3. Overnight and Weekend Fees
Like Plus500, eToro charges overnight fees on leveraged positions. However, these can be even higher for certain assets. If you’re trading with leverage, expect these fees to rack up quickly.
eToro: Charges 6.4% +/- SONIA for holding positions overnight. With SONIA at 4.7%, that’s a staggering 11% per year just to keep your trade open! 😡
4. Inactivity Fees
After 12 months of inactivity, eToro charges a $10 monthly fee. While longer than Plus500’s grace period, it’s still an unnecessary cost that punishes passive account holders.
The True Cost of Trading
For both platforms, the real issue lies in transparency. While these fees are disclosed in the fine print, they’re not emphasized in marketing materials. This lack of upfront clarity can lead traders – particularly beginners – to underestimate the costs involved. Here’s a summary of how these fees compare:
Fee Type | Plus500 | eToro |
---|---|---|
Overnight Fees | High, varies by instrument | High, especially with leverage |
Currency Conversion | 0.7% | Built into spreads |
Spread Costs | Moderate | High |
Withdrawal Fees | None | $5 per withdrawal |
Inactivity Fees | $10/month after 3 months | $10/month after 12 months |
How to Protect Yourself
- Read the Fine Print: Before committing to any trading platform, thoroughly review its fee structure. Understand what you’ll be charged for trades, overnight positions, and account inactivity.
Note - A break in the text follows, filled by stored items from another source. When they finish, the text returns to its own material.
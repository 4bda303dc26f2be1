//! Mesh integrity checking for asset pipelines.
//!
//! This crate inspects polygon meshes and the scene nodes that own them and
//! reports defects before an asset ships:
//! - Naming (trailing numbers, duplicated names, namespaces, shape names)
//! - Scene hygiene (unfrozen transforms, uncentered pivots, history, shaders,
//!   display layers, empty groups, geometry parented beside transforms)
//! - Topology and geometry (triangles, ngons, lamina faces, hard edges,
//!   zero-area faces, zero-length edges, non-manifold and open edges, poles,
//!   non-starlike faces)
//! - UV layout (missing UVs, UV range, tile borders, shells overlapping)
//!
//! The checker never touches scene or mesh storage directly. A host implements
//! [`NodeResolver`] and [`MeshTopologyProvider`]; [`InMemoryScene`] and
//! [`PolyMeshView`] are ready-made implementations over [`mesh_types`].
//!
//! # Layer 0
//!
//! This is a Layer 0 crate with zero Bevy dependencies.
//!
//! # Example
//!
//! ```
//! use mesh_integrity::{CheckRequest, CheckRunner, InMemoryScene, expand_hierarchy};
//! use mesh_types::PolyMesh;
//!
//! let mut scene = InMemoryScene::new();
//! let root = scene.add_transform("asset", None);
//! scene.add_mesh_object("body02", Some(root), PolyMesh::unit_cube());
//!
//! let nodes = expand_hierarchy(&[root], &scene).unwrap();
//! let request = CheckRequest::new(["trailing_numbers", "open_edges"], nodes).unwrap();
//! let result = CheckRunner::new(&scene).run(&request).unwrap();
//!
//! assert_eq!(result.get("trailing_numbers").unwrap().len(), 1);
//! assert!(result.get("open_edges").unwrap().is_empty());
//! println!("{}", result.render(&scene));
//! ```
//!
//! # Features
//!
//! - `serde` (default): JSON reports and JSON parameter files.

#![warn(missing_docs)]
#![warn(clippy::all)]
#![warn(clippy::pedantic)]
// Safety: Deny unwrap/expect in library code. Tests may use them (workspace warns).
#![cfg_attr(not(test), deny(clippy::unwrap_used, clippy::expect_used))]

mod error;
mod hierarchy;
mod id;
mod mesh_view;
mod params;
mod provider;
mod report;
pub mod rules;
mod runner;
mod scene;

pub use error::{CheckError, CheckResult, ProviderError, ProviderResult};
pub use hierarchy::expand_hierarchy;
pub use id::{ElementKind, NodeId, NodeKind};
pub use mesh_view::PolyMeshView;
pub use params::CheckParams;
pub use provider::{MeshHandle, MeshTopologyProvider, NodeResolver, WorldTransform};
pub use report::{CheckRunResult, Diagnostic, RuleResult, RuleStatus, Severity, Violation};
pub use rules::{Category, Granularity, RuleSpec};
pub use runner::{CheckRequest, CheckRunner};
pub use scene::{InMemoryScene, LocalTransform};

// Re-export the UV type used by provider queries
pub use mesh_types::Uv;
- Minimize Overnight Positions: If you can, avoid holding positions overnight to dodge financing fees. Or better switch to a CFD provider with lower financing charges!
- Watch Your Currency Settings: Whenever possible, align your account’s base currency with the instruments you’re trading to reduce conversion fees.
- Compare Platforms: Don’t assume that the most popular platform is the most cost-effective. Look at competitors with lower fees.
Conclusion
Both Plus500 and eToro offer accessible entry points into trading, but their fee structures can quickly chip away at your profits. While no trading platform is completely free of charges, understanding and planning for these costs can make a significant difference in your bottom line. Always remember: the less you pay in fees, the more you keep for yourself.